The early Ptolemies had seen the value of war elephants by the military strength of the Seleucids. Cut off from any possibility of acquiring Indian elephants, they founded and actively sought to capture them from the neighboring regions of Africa. Although these animals helped in the Battle of Raphia, they proved unstable and the African species were intimidated by the Asian species, which led to the Egyptians eventually abandoning the use of these animals in war.
Unlike most of the stations the Ptolemies established to the south of their kingdom, Ptolemais had enough fertile land immediately around it to sustain it as a town. By the time the Periplus of the Erythraean Sea was written (mid 1st century), it had clearly declined in importance. The writer notes that it had "no harbor, and can only be reached by small boats" (ch. 3).

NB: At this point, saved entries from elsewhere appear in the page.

//! Provider organization handlers.

use axum::{
    extract::{Path, State},
    http::StatusCode,
    Json,
};
use serde::{Deserialize, Serialize};
use uuid::Uuid;
use validator::Validate;

use crate::utils::validation::ValidatedJson;
use crate::AppState;
use portal_core::error::AppError;

#[derive(Debug, Deserialize, Validate)]
pub struct CreateOrganizationRequest {
    #[validate(length(min = 1))]
    pub name: String,
    #[validate(length(min = 1))]
    pub npi: String,
}

#[derive(Debug, Serialize)]
pub struct OrganizationResponse {
    pub organization_id: Uuid,
    pub name: String,
    pub npi: String,
}

/// POST /organizations
#[tracing::instrument(skip(state, req))]
pub async fn create_organization(
    State(state): State<AppState>,
    ValidatedJson(req): ValidatedJson<CreateOrganizationRequest>,
) -> Result<(StatusCode, Json<OrganizationResponse>), AppError> {
    let organization = state.organizations.create(&req.name, &req.npi).await?;

    Ok((
        StatusCode::CREATED,
        Json(OrganizationResponse {
            organization_id: organization.organization_id,
            name: organization.name,
            npi: organization.npi,
        }),
    ))
}

/// GET /organizations/{org_id}
pub async fn get_organization(
    State(state): State<AppState>,
    Path(org_id): Path<Uuid>,
) -> Result<Json<OrganizationResponse>, AppError> {
    let organization = state.organizations.find(org_id).await?;

    Ok(Json(OrganizationResponse {
        organization_id: organization.organization_id,
        name: organization.name,
        npi: organization.npi,
    }))
}
//! Client token issuance and revocation, delegated to the organization
//! API. Token material is returned to the caller once and never stored.

use std::sync::Arc;
use uuid::Uuid;

use super::audit::CredentialAuditService;
use super::error::CredentialError;
use super::org_client::{ClientTokenEntry, ClientTokenParams, OrganizationClient};
use super::public_key_manager::MAX_LABEL_LENGTH;
use crate::models::{CredentialAction, CredentialType};

pub struct ClientTokenManager {
    client: Arc<dyn OrganizationClient>,
    audit: CredentialAuditService,
}

impl ClientTokenManager {
    pub fn new(client: Arc<dyn OrganizationClient>, audit: CredentialAuditService) -> Self {
        Self { client, audit }
    }

    #[tracing::instrument(skip_all, fields(org = %org_api_id, label = %label))]
    pub async fn create_token(
        &self,
        actor_user_id: Uuid,
        organization_id: Uuid,
        org_api_id: &str,
        label: &str,
    ) -> Result<ClientTokenEntry, CredentialError> {
        if label.is_empty() {
            return Err(CredentialError::LabelMissing);
        }
        if label.len() > MAX_LABEL_LENGTH {
            return Err(CredentialError::LabelTooLong);
        }

        let entry = self
            .client
            .create_client_token(
                org_api_id,
                &ClientTokenParams {
                    label: label.to_string(),
                },
            )
            .await?;

        self.audit
            .record(
                actor_user_id,
                organization_id,
                CredentialType::ClientToken,
                CredentialAction::Add,
            )
            .await;

        Ok(entry)
    }

    pub async fn delete_token(
        &self,
        actor_user_id: Uuid,
        organization_id: Uuid,
        org_api_id: &str,
        token_id: &str,
    ) -> Result<(), CredentialError> {
        self.client.delete_client_token(org_api_id, token_id).await?;

        self.audit
            .record(
                actor_user_id,
                organization_id,
                CredentialType::ClientToken,
                CredentialAction::Remove,
            )
            .await;

        Ok(())
    }

    pub async fn client_tokens(&self, org_api_id: &str) -> Vec<ClientTokenEntry> {
        match self.client.get_client_tokens(org_api_id).await {
            Ok(tokens) => tokens,
            Err(e) => {
                tracing::error!(error = %e, org = %org_api_id, "Failed to list client tokens");
                Vec::new()
            }
        }
    }
}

Ancient authorities are vague on the location of Ptolemais, and the site remains unidentified. The Periplus describes it as 3000 stadia south of the Moskhophagoi, and 4000 stadia north of Adulis, inside the regions ruled by Zôskalês, the king of Aksum; Pliny the Elder (N.H. 6.168) notes that Ptolemais was close to Lake Monoleus. G.W.B. Huntingford notes that Ptolemais has been identified both with the locales of Arqiqo and Suakin some 150 miles aapart, and notes that Suakin lay at the end of an ancient caravan route that links it to Barbar on the Nile. However, Stanley M. Burstein argues for Trinkitat, where he states that "classical architectural fragments" have been found. 
Ptolemais Theron's is noted by Pliny as a place where shadows vanished under the noontime sun (meaning that the sun reached its zenith) 45 days before and 45 days after midsummer. Pliny claims that this gave Eratosthenes the idea about how to calculate the circumference of the Earth (N.H. 2.183, 6.168).
- Huntingford, G. W. B. 1980. The Periplus of the Erythraean Sea - by an unknown author; with some extracts from Agatharkhides "On the Erythraean Sea". Vol. 151, Works issued by the Hakluyt Society. Second series. London: Hakluyt Society.
- Stanley M. Burstein, Agatharchides of Cnidus, On the Erythraean Sea, p.144 n.2. (London: the Hakluyt Society, 1989).